6 of 197 comments (clear)

  1. The payphone isn't the important part by TWX · · Score: 5, Insightful

    The crux of the matter is that the payphone isn't the important part of the story. Rachel's unnatural nature is. While the payphone is becoming less common they're not entirely gone either.

    Also, one can imagine a scenario where a police detective knows how the technology works, and actually makes a point of avoiding technology that's personally tied to him where actions he takes could arguably be used to demonstrate that he's compromised in some fashion. If you will, he uses the payphone because it's not his phone, so it's harder for a cursory investigation to identify that he made that call in the first place. Admittedly this would be something of a retcon since I doubt that it was even a consideration when the film was made. On the other hand we don't have flying cars, a postapocalyptic landscape, or extraterrestrial colonies either.

    Enjoy the story, don't focus on the inane details, they're not important in this case.

    --
    Do not look into laser with remaining eye.
    1. Re:The payphone isn't the important part by Oswald+McWeany · · Score: 5, Insightful

      Well, the truth of the matter is, what makes Science Fiction frequently valuable is not that they accurately portray the future. One of the great things about science fiction is that it alters our own reality slightly so we can look at it better.

      A story with an android in it frequently isn't about androids- it's about examining what it is to be human. 1984 wasn't about the technology of two way televisions.

      Very few science fiction books get everything right, and if they did, it would take away from the message being delivered.

      --
      "That's the way to do it" - Punch
  2. Not that much of a leap by mccalli · · Score: 4, Insightful

    Mr Harford, like myself, is British. Britain is an old country, and we live in cities built in some cases several hundred years ago - in same cases with the same buildings still there. Not unique to Britain obviously, am simply using this as an example he should be familiar with.

    We still use roads built with gauges governed by ancient carriages. London streets still wend and wind because many were simply not designed for motorised traffic, yet we still use them.

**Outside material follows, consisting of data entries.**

//! Inbound provider signals
//!
//! Delivery receipts, replies, read receipts, invalid-number reports and
//! tenant status codes arrive from channel integrations and move recorded
//! attempts through their states.

use crate::missing::MissingEventTracker;
use crate::status::StatusStore;
use outreach_common::types::{PhoneNumber, StatusRef, TenantId};
use outreach_common::{Error, Result};
use outreach_storage::models::{ActiveMessage, DeliveryMark};
use serde::{Deserialize, Serialize};
use std::sync::Arc;
use tracing::debug;

/// A signal reported by a channel integration
#[derive(Debug, Clone, PartialEq, Serialize, Deserialize)]
#[serde(tag = "kind", rename_all = "snake_case")]
pub enum InboundSignal {
    Received { phone: String, channel_id: String },
    Answered { phone: String, channel_id: String },
    Read { phone: String, channel_id: String },
    Invalid { conversation_id: String },
    Status { conversation_id: String, code: i32 },
}

pub struct SignalIntake {
    status: Arc<StatusStore>,
    missing: Arc<MissingEventTracker>,
}

impl SignalIntake {
    pub fn new(status: Arc<StatusStore>, missing: Arc<MissingEventTracker>) -> Self {
        Self { status, missing }
    }

    /// Apply one signal. Returns the attempts it changed; an empty list
    /// means nothing was pending for it.
    pub async fn apply(
        &self,
        tenant_id: TenantId,
        signal: InboundSignal,
    ) -> Result<Vec<ActiveMessage>> {
        let touched = match signal {
            InboundSignal::Received { phone, channel_id } => {
                self.mark(DeliveryMark::Received, &phone, &channel_id).await?
            }
            InboundSignal::Answered { phone, channel_id } => {
                self.mark(DeliveryMark::Answered, &phone, &channel_id).await?
            }
            InboundSignal::Read { phone, channel_id } => {
                self.mark(DeliveryMark::Read, &phone, &channel_id).await?
            }
            InboundSignal::Invalid { conversation_id } => {
                self.status.set_invalid(&conversation_id).await?
            }
            InboundSignal::Status {
                conversation_id,
                code,
            } => {
                let status = StatusRef::from_code(tenant_id, code).ok_or_else(|| {
                    Error::Validation(format!("Unknown global status code {}", code))
                })?;
                self.status
                    .set_status(&conversation_id, tenant_id, status)
                    .await?
                    .into_iter()
                    .collect()
            }
        };

        debug!(tenant_id = %tenant_id, attempts = touched.len(), "Inbound signal applied");
        Ok(touched)
    }

    async fn mark(
        &self,
        mark: DeliveryMark,
        phone: &str,
        channel_id: &str,
    ) -> Result<Vec<ActiveMessage>> {
        let phone: PhoneNumber = phone.parse()?;
        let stamped = match mark {
            DeliveryMark::Received => self.missing.check_missing_received(&phone, channel_id).await?,
            DeliveryMark::Answered => self.missing.check_missing_answered(&phone, channel_id).await?,
            DeliveryMark::Read => self.missing.check_missing_read(&phone, channel_id).await?,
        };
        Ok(stamped.into_iter().collect())
    }
}
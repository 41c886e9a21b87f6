//! Conversation Resolver - Finds an open conversation for a destination

use crate::gateway::{ChannelConfig, Conversation, ConversationStore};
use outreach_common::types::{PhoneNumber, TenantId};
use std::sync::Arc;
use tracing::{debug, warn};

/// Looks up an existing open conversation; never creates one
pub struct ConversationResolver {
    store: Arc<dyn ConversationStore>,
}

impl ConversationResolver {
    pub fn new(store: Arc<dyn ConversationStore>) -> Self {
        Self { store }
    }

    /// Open conversation for `phone` on the channel, if any.
    ///
    /// The identity index (every phone spelling × channel token) is tried
    /// first; on error or no match the per-channel lookup by canonical number
    /// is used.
    pub async fn resolve(
        &self,
        tenant_id: TenantId,
        phone: &PhoneNumber,
        channel_token: &str,
        channel: &ChannelConfig,
    ) -> Option<Conversation> {
        match self
            .store
            .find_open_by_identities(&phone.variants(), channel_token)
            .await
        {
            Ok(Some(conversation)) => return Some(conversation),
            Ok(None) => debug!(phone = %phone, "No conversation in identity index"),
            Err(e) => warn!(phone = %phone, error = %e, "Identity lookup failed, falling back"),
        }

        match self
            .store
            .find_open_by_identity_and_channel(phone.as_str(), &channel.channel_id, tenant_id)
            .await
        {
            Ok(found) => found,
            Err(e) => {
                warn!(phone = %phone, error = %e, "Channel lookup failed");
                None
            }
        }
    }
}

    It's not at all a stretch of the imagination to consider that cities a hundred years from now will be built on the recognisable and still in use bits that we see today.

  3. Blade Runner - bad example? by swb · · Score: 5, Insightful

    Blade Runner is artistically styled specifically to be a false future that blends 1940s noir and high tech, which means you end up with a lot of paradoxical technology elements.

    If it was meant to be a coherent high-tech universe, it wouldn't be able to pull off the noir styling it's famous for.

    The author really should have tried to make his point with a pure science fiction story that didn't intentionally try to map older styles into the future. I wonder how his analysis would hold up with Star Trek.

  4. SF isn't really predictive by Angst+Badger · · Score: 4, Insightful

    The whole idea that SF predicts the future is just marketing speak for SF books and movies. It succeeds occasionally, but so does religious prophecy: make enough predictions, and you score some hits, but at the cost of many more misses.

    As far as Blade Runner (and most SF) goes, the writers seldom sit down to prognosticate. Most of them think of an interesting premise and see where it goes.

    --
    Proud member of the Weirdo-American community.
  5. Re:Missing some things by serviscope_minor · · Score: 1, Insightful

    People gave me a hard time because Pixar's A Bugs Life (on which I am credited) had the wrong number of legs on the impossible talking anthropomorphic ants and Antz had the right number of legs on its impossible talking anthromorphic ants. But it wasn't important to telling the story, and we just did not care.

    I've seen authors get plenty of stuff wrong because they "don't care" and clearly feel it's not important. Great way of telling the reader you don't respect their time and breaking suspension of disbelief. The thing is many people try to excuse it with "oh it's fiction/cartoon world/whatever" so anything goes. Unfortunately, one can't logic away breaking the suspension of disbelief.

    --
    SJW n. One who posts facts.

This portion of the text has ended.